When asked if there was a danger hospitals could be overwhelmed, Ms Jones said she could not say. She explained they have managed to maintain all the services they possibly can but "it is a big, big challenge".

"We try and be as safe as we can, to provide the services that we need to for emergencies and urgent care," she said.

"The consequence of that is that we constantly have to risk assess continuously, hour by hour, day by day, as to what services we can provide.

"We have to rely on staff doing additional shifts, overtime and also the use of temporary staffing workforce, which we're very very grateful of but we would not be able to maintain emergency and urgent services without our phenomenal staff.
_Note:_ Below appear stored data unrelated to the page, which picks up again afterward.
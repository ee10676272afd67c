// ========== Plugin Registry ==========

use crate::config::PluginSlots;
use crate::plugins::{
    DirUsageChecker, FirstFitBroker, HttpEventSender, HttpObjectStoreStager, LocalDiskPreCacher,
    LogEventSender, ManifestDataFinder, MaxFreeSpaceBroker, PassthroughStager, ProcessSplitter,
    RangeRefSplitter, StaticUsageChecker,
};
use ess_lib::{
    DataFinder, EssError, EssResult, MessagingSender, PreCacher, RequestBroker, ResourceChecker,
    Splitter, Stager,
};
use log::{info, warn};
use serde::de::DeserializeOwned;
use std::collections::HashMap;
use std::sync::Arc;

pub const SLOT_DATA_FINDER: &str = "datafinder";
pub const SLOT_REQUEST_BROKER: &str = "requestbroker";
pub const SLOT_RESOURCE_CHECKER: &str = "resourcechecker";
pub const SLOT_PRE_CACHER: &str = "precache";
pub const SLOT_SPLITTER: &str = "splitter";
pub const SLOT_STAGER: &str = "stager";
pub const SLOT_MESSAGING: &str = "messaging";

pub type PluginFactory<T> = Box<dyn Fn(&toml::Table) -> EssResult<Arc<T>> + Send + Sync>;

/// Decodes a slot's settings table into a plugin's own settings struct.
pub fn plugin_settings<T: DeserializeOwned>(kind: &str, settings: &toml::Table) -> EssResult<T> {
    toml::Value::Table(settings.clone())
        .try_into()
        .map_err(|e| EssError::InvalidParam(format!("{} plugin settings: {}", kind, e)))
}

struct Capability<T: ?Sized> {
    slot: &'static str,
    factories: HashMap<String, PluginFactory<T>>,
}

impl<T: ?Sized> Capability<T> {
    fn new(slot: &'static str) -> Self {
        Self {
            slot,
            factories: HashMap::new(),
        }
    }

    fn register(&mut self, kind: &str, factory: PluginFactory<T>) {
        if self.factories.insert(kind.to_string(), factory).is_some() {
            warn!("plugin registry: {} kind {} replaced", self.slot, kind);
        }
    }

    fn optional(&self, slots: &PluginSlots) -> EssResult<Option<Arc<T>>> {
        let Some(config) = slots.get(self.slot) else {
            return Ok(None);
        };
        let factory = self.factories.get(&config.kind).ok_or_else(|| {
            EssError::PluginUnavailable(format!(
                "{}: no plugin of kind '{}' is registered",
                self.slot, config.kind
            ))
        })?;
        let plugin = factory(&config.settings).map_err(|e| {
            warn!(
                "plugin registry: load failed: slot={}, kind={}, err={}",
                self.slot, config.kind, e
            );
            EssError::PluginUnavailable(format!("{} ({}): {}", self.slot, config.kind, e))
        })?;
        info!(
            "plugin registry: loaded: slot={}, kind={}",
            self.slot, config.kind
        );
        Ok(Some(plugin))
    }

    fn required(&self, slots: &PluginSlots) -> EssResult<Arc<T>> {
        self.optional(slots)?.ok_or_else(|| {
            EssError::PluginUnavailable(format!("required plugin slot '{}' is not configured", self.slot))
        })
    }
}

/// Maps the `kind` named in a plugin slot to the constructor of one capability.
/// Plugins are built once when a daemon is created and never re-resolved.
pub struct PluginRegistry {
    data_finders: Capability<dyn DataFinder>,
    request_brokers: Capability<dyn RequestBroker>,
    resource_checkers: Capability<dyn ResourceChecker>,
    pre_cachers: Capability<dyn PreCacher>,
    splitters: Capability<dyn Splitter>,
    stagers: Capability<dyn Stager>,
    messaging: Capability<dyn MessagingSender>,
}

impl PluginRegistry {
    pub fn new() -> Self {
        Self {
            data_finders: Capability::new(SLOT_DATA_FINDER),
            request_brokers: Capability::new(SLOT_REQUEST_BROKER),
            resource_checkers: Capability::new(SLOT_RESOURCE_CHECKER),
            pre_cachers: Capability::new(SLOT_PRE_CACHER),
            splitters: Capability::new(SLOT_SPLITTER),
            stagers: Capability::new(SLOT_STAGER),
            messaging: Capability::new(SLOT_MESSAGING),
        }
    }

    pub fn with_builtins() -> Self {
        let mut registry = Self::new();
        registry.register_data_finder("manifest", |s| {
            Ok(Arc::new(ManifestDataFinder::from_settings(s)?))
        });
        registry.register_request_broker("max_free_space", |s| {
            Ok(Arc::new(MaxFreeSpaceBroker::from_settings(s)?))
        });
        registry.register_request_broker("first_fit", |_| Ok(Arc::new(FirstFitBroker)));
        registry.register_resource_checker("dir_usage", |s| {
            Ok(Arc::new(DirUsageChecker::from_settings(s)?))
        });
        registry.register_resource_checker("static", |s| {
            Ok(Arc::new(StaticUsageChecker::from_settings(s)?))
        });
        registry.register_pre_cacher("local_disk", |s| {
            Ok(Arc::new(LocalDiskPreCacher::from_settings(s)?))
        });
        registry.register_splitter("process", |s| {
            Ok(Arc::new(ProcessSplitter::from_settings(s)?))
        });
        registry.register_splitter("range_ref", |s| {
            Ok(Arc::new(RangeRefSplitter::from_settings(s)?))
        });
        registry.register_stager("http_object_store", |s| {
            Ok(Arc::new(HttpObjectStoreStager::from_settings(s)?))
        });
        registry.register_stager("passthrough", |s| {
            Ok(Arc::new(PassthroughStager::from_settings(s)?))
        });
        registry.register_messaging_sender("log", |_| Ok(Arc::new(LogEventSender)));
        registry.register_messaging_sender("http", |s| {
            Ok(Arc::new(HttpEventSender::from_settings(s)?))
        });
        registry
    }

    pub fn register_data_finder<F>(&mut self, kind: &str, factory: F)
    where
        F: Fn(&toml::Table) -> EssResult<Arc<dyn DataFinder>> + Send + Sync + 'static,
    {
        self.data_finders.register(kind, Box::new(factory));
    }

    pub fn register_request_broker<F>(&mut self, kind: &str, factory: F)
    where
        F: Fn(&toml::Table) -> EssResult<Arc<dyn RequestBroker>> + Send + Sync + 'static,
    {
        self.request_brokers.register(kind, Box::new(factory));
    }

    pub fn register_resource_checker<F>(&mut self, kind: &str, factory: F)
    where
        F: Fn(&toml::Table) -> EssResult<Arc<dyn ResourceChecker>> + Send + Sync + 'static,
    {
        self.resource_checkers.register(kind, Box::new(factory));
    }

    pub fn register_pre_cacher<F>(&mut self, kind: &str, factory: F)
    where
        F: Fn(&toml::Table) -> EssResult<Arc<dyn PreCacher>> + Send + Sync + 'static,
    {
        self.pre_cachers.register(kind, Box::new(factory));
    }

    pub fn register_splitter<F>(&mut self, kind: &str, factory: F)
    where
        F: Fn(&toml::Table) -> EssResult<Arc<dyn Splitter>> + Send + Sync + 'static,
    {
        self.splitters.register(kind, Box::new(factory));
    }

    pub fn register_stager<F>(&mut self, kind: &str, factory: F)
    where
        F: Fn(&toml::Table) -> EssResult<Arc<dyn Stager>> + Send + Sync + 'static,
    {
        self.stagers.register(kind, Box::new(factory));
    }

    pub fn register_messaging_sender<F>(&mut self, kind: &str, factory: F)
    where
        F: Fn(&toml::Table) -> EssResult<Arc<dyn MessagingSender>> + Send + Sync + 'static,
    {
        self.messaging.register(kind, Box::new(factory));
    }

    pub fn data_finder(&self, slots: &PluginSlots) -> EssResult<Arc<dyn DataFinder>> {
        self.data_finders.required(slots)
    }

    pub fn request_broker(&self, slots: &PluginSlots) -> EssResult<Option<Arc<dyn RequestBroker>>> {
        self.request_brokers.optional(slots)
    }

    pub fn resource_checker(
        &self,
        slots: &PluginSlots,
    ) -> EssResult<Option<Arc<dyn ResourceChecker>>> {
        self.resource_checkers.optional(slots)
    }

    pub fn pre_cacher(&self, slots: &PluginSlots) -> EssResult<Arc<dyn PreCacher>> {
        self.pre_cachers.required(slots)
    }

    pub fn splitter(&self, slots: &PluginSlots) -> EssResult<Arc<dyn Splitter>> {
        self.splitters.required(slots)
    }

    pub fn stager(&self, slots: &PluginSlots) -> EssResult<Arc<dyn Stager>> {
        self.stagers.required(slots)
    }

    pub fn messaging_sender(
        &self,
        slots: &PluginSlots,
    ) -> EssResult<Option<Arc<dyn MessagingSender>>> {
        self.messaging.optional(slots)
    }
}

impl Default for PluginRegistry {
    fn default() -> Self {
        Self::new()
    }
}

#[cfg(test)]
mod tests {
    use super::*;
    use crate::config::PluginConfig;

    fn slots(slot: &str, kind: &str, settings: &[(&str, &str)]) -> PluginSlots {
        let mut table = toml::Table::new();
        for (key, value) in settings {
            table.insert(key.to_string(), toml::Value::String(value.to_string()));
        }
        let mut slots = PluginSlots::new();
        slots.insert(
            slot.to_string(),
            PluginConfig {
                kind: kind.to_string(),
                settings: table,
            },
        );
        slots
    }

    #[test]
    fn test_missing_required_slot_is_unavailable() {
        let registry = PluginRegistry::with_builtins();
        let err = registry
            .pre_cacher(&PluginSlots::new())
            .err()
            .expect("missing slot");
        assert!(matches!(err, EssError::PluginUnavailable(_)));
        assert!(registry
            .resource_checker(&PluginSlots::new())
            .expect("optional")
            .is_none());
    }

    #[test]
    fn test_unknown_kind_and_bad_settings() {
        let registry = PluginRegistry::with_builtins();
        let err = registry
            .stager(&slots(SLOT_STAGER, "ftp", &[]))
            .err()
            .expect("unknown kind");
        assert!(err.to_string().contains("ftp"));

        // local_disk needs both manifest_path and cache_dir.
        let err = registry
            .pre_cacher(&slots(SLOT_PRE_CACHER, "local_disk", &[("manifest_path", "/m.json")]))
            .err()
            .expect("bad settings");
        assert!(matches!(err, EssError::PluginUnavailable(_)));
    }

    #[test]
    fn test_builtins_load() {
        let registry = PluginRegistry::with_builtins();
        assert!(registry
            .request_broker(&slots(SLOT_REQUEST_BROKER, "max_free_space", &[("tie_break", "name")]))
            .expect("broker")
            .is_some());
        assert!(registry
            .resource_checker(&slots(SLOT_RESOURCE_CHECKER, "static", &[("used_space", "1G")]))
            .expect("checker")
            .is_some());
        registry
            .splitter(&slots(SLOT_SPLITTER, "range_ref", &[]))
            .expect("splitter");
        assert!(registry
            .messaging_sender(&slots(SLOT_MESSAGING, "log", &[]))
            .expect("sender")
            .is_some());
    }

    #[test]
    fn test_custom_registration() {
        let mut registry = PluginRegistry::new();
        registry.register_request_broker("always_first", |_| Ok(Arc::new(FirstFitBroker)));
        assert!(registry
            .request_broker(&slots(SLOT_REQUEST_BROKER, "always_first", &[]))
            .expect("custom")
            .is_some());
        assert!(registry
            .request_broker(&slots(SLOT_REQUEST_BROKER, "max_free_space", &[]))
            .is_err());
    }
}
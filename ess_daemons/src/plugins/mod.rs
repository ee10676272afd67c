mod manifest;
mod placement;
mod process_splitter;
mod range_ref_splitter;
mod resource_checkers;
mod senders;
mod stagers;

pub use manifest::*;
pub use placement::*;
pub use process_splitter::{ProcessSplitter, ProcessSplitterSettings};
pub use range_ref_splitter::*;
pub use resource_checkers::*;
pub use senders::*;
pub use stagers::*;
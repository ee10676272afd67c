use crate::registry::plugin_settings;
use ess_lib::{Collection, Edge, EssError, EssResult, Request, RequestBroker};
use serde::Deserialize;

/// Which edge wins when several have the same free space.
#[derive(Debug, Clone, Copy, Default, PartialEq, Eq, Deserialize)]
#[serde(rename_all = "lowercase")]
pub enum TieBreak {
    /// Earliest in candidate order.
    #[default]
    First,
    /// Latest in candidate order.
    Last,
    /// Smallest edge name.
    Name,
}

#[derive(Debug, Clone, Default, Deserialize)]
#[serde(default)]
pub struct MaxFreeSpaceSettings {
    pub tie_break: TieBreak,
}

/// Places a request on the candidate with the most free space.
#[derive(Debug, Clone, Default)]
pub struct MaxFreeSpaceBroker {
    tie_break: TieBreak,
}

impl MaxFreeSpaceBroker {
    pub fn new(tie_break: TieBreak) -> Self {
        Self { tie_break }
    }

    pub fn from_settings(settings: &toml::Table) -> EssResult<Self> {
        let settings: MaxFreeSpaceSettings = plugin_settings("max_free_space", settings)?;
        Ok(Self::new(settings.tie_break))
    }

    fn better(&self, edge: &Edge, best: &Edge) -> bool {
        let (free, best_free) = (edge.free_space(), best.free_space());
        match self.tie_break {
            TieBreak::First => free > best_free,
            TieBreak::Last => free >= best_free,
            TieBreak::Name => {
                free > best_free || (free == best_free && edge.edge_name < best.edge_name)
            }
        }
    }
}

impl RequestBroker for MaxFreeSpaceBroker {
    fn choose_edge<'a>(
        &self,
        request: &Request,
        _collection: &Collection,
        candidates: &'a [Edge],
    ) -> EssResult<&'a Edge> {
        let mut iter = candidates.iter();
        let mut best = iter.next().ok_or_else(|| {
            EssError::NoSuitableCandidate(format!("request #{}", request.request_id))
        })?;
        for edge in iter {
            if self.better(edge, best) {
                best = edge;
            }
        }
        Ok(best)
    }
}

/// Places a request on the first candidate.
#[derive(Debug, Clone, Default)]
pub struct FirstFitBroker;

impl RequestBroker for FirstFitBroker {
    fn choose_edge<'a>(
        &self,
        request: &Request,
        _collection: &Collection,
        candidates: &'a [Edge],
    ) -> EssResult<&'a Edge> {
        candidates.first().ok_or_else(|| {
            EssError::NoSuitableCandidate(format!("request #{}", request.request_id))
        })
    }
}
"It is a challenge, and a lot of staff including myself and my team included are tired. People are tired.

"But we are here to do a job, we try and do it well and we try and be as safe as we possibly can because we are responding to a pandemic that nobody thought would sustain the longevity it has."

Cases of Omicron in Wales continue to rise as it is now the dominant strain in Wales.

Public Health Wales' Dr Meng Khaw said when looking at the data, case numbers are highest amongst those aged between 20 and 29 years old, however this is "reassuring" in some ways as the need for hospitalisation is less likely in the young.

He said: "What we've seen when we've broken down the data by age group is that the 20-29 year olds are affected most, which is reassuring in part but I think the message is still very much that you need to take up the offer for booster vaccination if you receive an invite."

Dr Khaw said health officials are monitoring hospitalistions with the virus "very, very carefully" as this is "one of the best markers we have around the severity of Covid infection".

He added that data appears to support lowering the isolation period in Wales from ten to seven days. That move has already been made in England, where people only have to quarantine for seven days and return two negative lateral flow test results during particular days in that time frame.

Dr Khaw said: "I've looked at the evidence and certainly it seems that the risk of someone being infectious after seven days isolation and two days of negative lateral flow test results is equivalent to a ten day isolation period without lateral flow testing.

"So I think when you look at the science it makes sense to do so, but clearly there are other considerations to make that even with the slightest increase in risk of infection, we need to take that into account as well."

The seven-day case rate for coronavirus in Wales is at an all time high and on Tuesday, the UK as a whole recorded the highest number of daily coronavirus cases since the pandemic began.

Wales is currently at Alert Level 2 meaning there are some restrictions on hospitality businesses and events.